Recensione a cura di Luigia Amico
La Grande guerra è terminata da poco, sono anni difficili, c’è voglia di rinascita ma anche paura per un futuro che di lì a poco getterà di nuovo nel terrore intere popolazioni. La storia che Silvia Truzzi, autrice e giornalista mantovana, ha deciso di raccontarci prende vita proprio nel periodo che intercorre tra il primo dopo guerra e la Seconda guerra mondiale.
Nell’aria gelida che sferza la notte del 11 novembre 1918 riecheggiano i vagiti di due bimbe, Dora e Irene; la prima sembra destinata a una vita di stenti, fame e sofferenza, la seconda viene accolta dal calore di una casa in cui ricchezza e sfarzo non lasciano posto alla povertà.
All’apparenza sono due bambine che non hanno nulla in comune. Dora, orfana affidata alla nonna, costretta a chiedere la carità sul sagrato di una chiesa da colei che dovrebbe proteggerla e che invece si rivela essere la sua carnefice. Irene, creatura dall’animo mite circondata da lusso e comodità di ogni genere; ogni qualvolta incontra la piccola Dora, vestita di stracci e tremante, prova a regalarle un sorriso e una monetina. Le due bimbe non sanno che, grazie ad una serie di coincidenze saranno destinate a vivere la loro vita nella reciproca compagnia.

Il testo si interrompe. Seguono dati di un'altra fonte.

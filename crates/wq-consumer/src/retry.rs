//! Decides what happens to a message whose handler failed

use std::time::Duration;
use wq_config::RetryConfig;

#[derive(Debug, Clone, Copy, PartialEq, Eq)]
pub enum RetryDecision {
    /// Roll back and redeliver after `delay`
    Retry { delay: Duration },
    /// Move the message to the error store
    Fail,
}

#[derive(Debug, Clone)]
pub struct RetryPolicy {
    config: RetryConfig,
    supports_rollback: bool,
}

impl RetryPolicy {
    pub fn new(config: RetryConfig, supports_rollback: bool) -> Self {
        Self {
            config,
            supports_rollback,
        }
    }

    /// `retry_count` is the number of rollbacks the message has already had
    pub fn decide(&self, retry_count: u32) -> RetryDecision {
        if !self.supports_rollback || retry_count >= self.config.max_retries {
            return RetryDecision::Fail;
        }
        RetryDecision::Retry {
            delay: self.config.delay_for(retry_count),
        }
    }
}
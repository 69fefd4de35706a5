//! Intent scoring by trigger-phrase containment.
//!
//! Every intent except the fallback owns an ordered list of lowercase trigger
//! phrases. The input is lowercased once and each intent scores one point per
//! trigger phrase found anywhere in it, no matter how often the phrase repeats.
//! The intent with the strictly greatest score wins; on a tie the intent
//! declared first in [`TRIGGERS`] keeps the lead. A best score of zero yields
//! [`IntentLabel::AskQuestion`].
//!
//! Matching is plain substring containment with no tokenization, so a trigger
//! such as `"eat"` also fires inside `"heating"`. This is a known precision
//! trade-off of the engine.

use serde::{Deserialize, Serialize};
use std::fmt;
use std::str::FromStr;

use crate::error::NluError;
use crate::score::Confidence;

/// The closed set of intents the predictor can assign.
#[derive(Debug, Clone, Copy, PartialEq, Eq, Hash, Serialize, Deserialize)]
#[serde(rename_all = "snake_case")]
pub enum IntentLabel {
    BookFlight,
    CheckWeather,
    FindRestaurant,
    OrderFood,
    GetDirections,
    BookHotel,
    CancelBooking,
    CheckStatus,
    /// The fallback when no trigger phrase matches.
    AskQuestion,
    Greeting,
    Farewell,
}

impl IntentLabel {
    /// Every label in declaration order.
    pub const ALL: [IntentLabel; 11] = [
        IntentLabel::BookFlight,
        IntentLabel::CheckWeather,
        IntentLabel::FindRestaurant,
        IntentLabel::OrderFood,
        IntentLabel::GetDirections,
        IntentLabel::BookHotel,
        IntentLabel::CancelBooking,
        IntentLabel::CheckStatus,
        IntentLabel::AskQuestion,
        IntentLabel::Greeting,
        IntentLabel::Farewell,
    ];

    pub const FALLBACK: IntentLabel = IntentLabel::AskQuestion;

    /// The wire name of this label.
    pub fn as_str(&self) -> &'static str {
        match self {
            IntentLabel::BookFlight => "book_flight",
            IntentLabel::CheckWeather => "check_weather",
            IntentLabel::FindRestaurant => "find_restaurant",
            IntentLabel::OrderFood => "order_food",
            IntentLabel::GetDirections => "get_directions",
            IntentLabel::BookHotel => "book_hotel",
            IntentLabel::CancelBooking => "cancel_booking",
            IntentLabel::CheckStatus => "check_status",
            IntentLabel::AskQuestion => "ask_question",
            IntentLabel::Greeting => "greeting",
            IntentLabel::Farewell => "farewell",
        }
    }

    /// The trigger phrases for this label; empty for the fallback.
    pub fn triggers(&self) -> &'static [&'static str] {
        TRIGGERS
            .iter()
            .find(|(label, _)| label == self)
            .map(|(_, phrases)| *phrases)
            .unwrap_or(&[])
    }
}

impl fmt::Display for IntentLabel {
    fn fmt(&self, f: &mut fmt::Formatter<'_>) -> fmt::Result {
        f.write_str(self.as_str())
    }
}

impl FromStr for IntentLabel {
    type Err = NluError;

    fn from_str(s: &str) -> Result<Self, Self::Err> {
        IntentLabel::ALL
            .into_iter()
            .find(|label| label.as_str() == s)
            .ok_or_else(|| NluError::UnknownIntent(s.to_string()))
    }
}

/// Trigger phrases per intent, in tie-breaking order.
pub const TRIGGERS: &[(IntentLabel, &[&str])] = &[
    (
        IntentLabel::BookFlight,
        &[
            "book flight",
            "flight ticket",
            "fly to",
            "airline",
            "plane ticket",
            "book a flight",
        ],
    ),
    (
        IntentLabel::CheckWeather,
        &[
            "weather",
            "temperature",
            "forecast",
            "rain",
            "sunny",
            "climate",
            "snow",
            "will it",
        ],
    ),
    (
        IntentLabel::FindRestaurant,
        &[
            "restaurant",
            "eat",
            "dining",
            "food place",
            "lunch",
            "dinner",
            "cuisine",
            "downtown",
            "close to",
        ],
    ),
    (
        IntentLabel::OrderFood,
        &[
            "order food",
            "delivery",
            "pizza",
            "burger",
            "takeout",
            "churrascaria",
        ],
    ),
    (
        IntentLabel::GetDirections,
        &["directions", "how to get", "navigate", "route", "way to"],
    ),
    (
        IntentLabel::BookHotel,
        &["book hotel", "hotel room", "accommodation", "stay at"],
    ),
    (
        IntentLabel::CancelBooking,
        &["cancel", "cancellation", "refund"],
    ),
    (
        IntentLabel::CheckStatus,
        &["status", "check my", "where is my"],
    ),
    (
        IntentLabel::Greeting,
        &["hello", "hi", "hey", "good morning", "good evening"],
    ),
    (
        IntentLabel::Farewell,
        &["bye", "goodbye", "see you", "take care"],
    ),
];

/// How many trigger phrases of one intent were found in an utterance.
#[derive(Debug, Clone, Copy, PartialEq, Eq, Serialize)]
pub struct IntentScore {
    pub intent: IntentLabel,
    pub matches: usize,
}

/// Score every non-fallback intent against `text`, in declaration order.
pub fn score_intents(text: &str) -> Vec<IntentScore> {
    let lowered = text.to_lowercase();

    TRIGGERS
        .iter()
        .map(|(intent, phrases)| IntentScore {
            intent: *intent,
            matches: phrases
                .iter()
                .filter(|phrase| lowered.contains(*phrase))
                .count(),
        })
        .collect()
}

/// Pick the best intent for `text` and band its confidence.
pub fn score_intent(text: &str) -> (IntentLabel, Confidence) {
    let mut best = IntentLabel::FALLBACK;
    let mut best_matches = 0;

    // Strict comparison keeps the earliest intent on ties.
    for score in score_intents(text) {
        if score.matches > best_matches {
            best = score.intent;
            best_matches = score.matches;
        }
    }

    (best, Confidence::from_match_count(best_matches))
}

All’apparenza il destino delle due bimbe sembra segnato. Dora si rassegna alla povertà mentre i morsi della fame non le danno tregua fin quando la fortuna volge lo sguardo verso di lei. Riesce a trovare lavoro come cameriera in una famiglia benestante, i Benedini; riuscendo a far breccia nel cuore degli abitanti della casa, potrà studiare e le saranno concessi momenti di svago con le figlie del padrone diventando loro amica e confidente. La sua straordinaria bellezza è come una sorta di chiave in grado di aprire porte che dovrebbero restare chiuse.
“Allora capisce che deve farsi sentire, perché le persone che non fanno rumore non esistono.”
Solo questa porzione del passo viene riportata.